# Thread: Series : binomial coefficients

1. ## Series : binomial coefficients

Evaluate $\displaystyle \sum_{n=1}^\infty {2n \choose n}^{-1}$.

2. Spoiler:

For $\displaystyle n\geq 1$, we have $\displaystyle \frac{1}{{2n\choose n}}=\frac{n!n!}{(2n)!}=\frac{\Gamma(n+1)\Gamma(n+1 )}{\Gamma(2n+1)}$ $\displaystyle =\frac{n^2\Gamma(n)}{2n\Gamma(2n)}=\frac{n}{2}B(n, n)$ where $\displaystyle B$ is Euler's Beta function, hence $\displaystyle \frac{1}{{2n\choose n}}=\frac{n}{2}\int_0^1 x^{n-1}(1-x)^{n-1}dx$.

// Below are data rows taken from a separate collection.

//! Player name pool.

/// Names handed out to players in creation order.
const NAMES: [&str; 24] = [
    "Ada", "Basil", "Cora", "Dmitri", "Esme", "Felix", "Greta", "Hugo", "Ines", "Jonas",
    "Kira", "Lionel", "Mira", "Nico", "Olga", "Pavel", "Quinn", "Rosa", "Stellan", "Tova",
    "Ulric", "Vera", "Wren", "Yusuf",
];

/// Cycles through a fixed list of names.
///
/// Once the list is exhausted, names repeat with a numeric suffix so that every
/// name handed out by one pool is distinct.
#[derive(Debug, Clone, Copy, Default)]
pub struct NamePool {
    /// Number of names handed out so far.
    issued: usize,
}

impl NamePool {
    /// Create a pool starting at the first name.
    #[must_use]
    pub const fn new() -> Self {
        Self { issued: 0 }
    }

    /// Take the next name.
    pub fn next_name(&mut self) -> String {
        let base = NAMES[self.issued % NAMES.len()];
        let round = self.issued / NAMES.len();
        self.issued += 1;

        if round == 0 {
            base.to_string()
        } else {
            format!("{base}{}", round + 1)
        }
    }
}
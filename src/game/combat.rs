//! Combat adjudication.
//!
//! The rock-paper-scissors cycle lives in a single table keyed by
//! `(own team, other team)`. Every off-diagonal entry has its mirror as the
//! opposite outcome and the diagonal is always a draw.

use serde::Serialize;

use crate::game::Team;
use Outcome::{Draw, Loss, Win};

/// Result of a fight, from the perspective of the team asking.
#[derive(Debug, Clone, Copy, PartialEq, Eq, Hash, Serialize)]
pub enum Outcome {
    /// The asking side wins.
    Win,
    /// The asking side loses.
    Loss,
    /// Nobody wins (same team).
    Draw,
}

impl Outcome {
    /// The same fight seen from the other side.
    #[must_use]
    pub const fn inverted(self) -> Self {
        match self {
            Outcome::Win => Outcome::Loss,
            Outcome::Loss => Outcome::Win,
            Outcome::Draw => Outcome::Draw,
        }
    }
}

/// Outcome table indexed by `[own.index()][other.index()]`.
///
/// Rows and columns are Rock, Paper, Scissors.
const OUTCOMES: [[Outcome; 3]; 3] = [
    //  Rock  Paper Scissors
    [Draw, Loss, Win],  // Rock
    [Win, Draw, Loss],  // Paper
    [Loss, Win, Draw],  // Scissors
];

impl Team {
    /// Adjudicate a fight between this team and `other`.
    #[must_use]
    pub const fn resolve(self, other: Team) -> Outcome {
        OUTCOMES[self.index()][other.index()]
    }
}
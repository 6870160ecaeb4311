//! Game layer for flagwar.
//!
//! Implements the capture-the-flag rules:
//! - Grid with at most one occupant per cell
//! - Player and flag rosters owning every entity
//! - Rock-paper-scissors combat adjudication
//! - Movement resolution (moves, flag captures, fights)
//! - Decision strategies and scoring

mod combat;
mod entity;
mod grid;
mod index;
mod invariants;
mod names;
mod resolver;
mod scoreboard;
mod state;
mod strategy;

pub use combat::Outcome;
pub use entity::{DEFAULT_HEADING, Flag, FlagId, Occupant, Player, PlayerId, Team};
pub use grid::{Direction, Grid, Position};
pub use invariants::{InvariantViolation, assert_invariants, check_invariants};
pub use names::NamePool;
pub use resolver::{MoveOutcome, attempt_move};
pub use scoreboard::{
    ScoringWeights, dead_player_count, ranked_players, ranked_players_in_team, team_score,
    team_scores, winning_team,
};
pub use state::GameState;
pub use strategy::{Strategy, direction_toward};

Since everything is positive, we may interchange sum and integral:

$\displaystyle \sum_{n=1}^\infty \frac{1}{{2n\choose n}}=\frac{1}{2}\int_0^1\left(\sum_{n=1}^\infty n(x(1-x))^{n-1}\right)dx$

hence

$\displaystyle \sum_{n=1}^\infty \frac{1}{{2n\choose n}} = \frac{1}{2}\int_0^1\frac{dx}{(1-x+x^2)^2}$.

Now, we can apply usual methods; Maple gives the value $\displaystyle \frac{1}{3}+\frac{2}{9\sqrt{3}}\pi$.

3. Great! My solution as well.

4. Originally Posted by Bruno J.
Great! My solution as well.
I'd be interested to see if there is a method by inverting the series expansion for arcsine.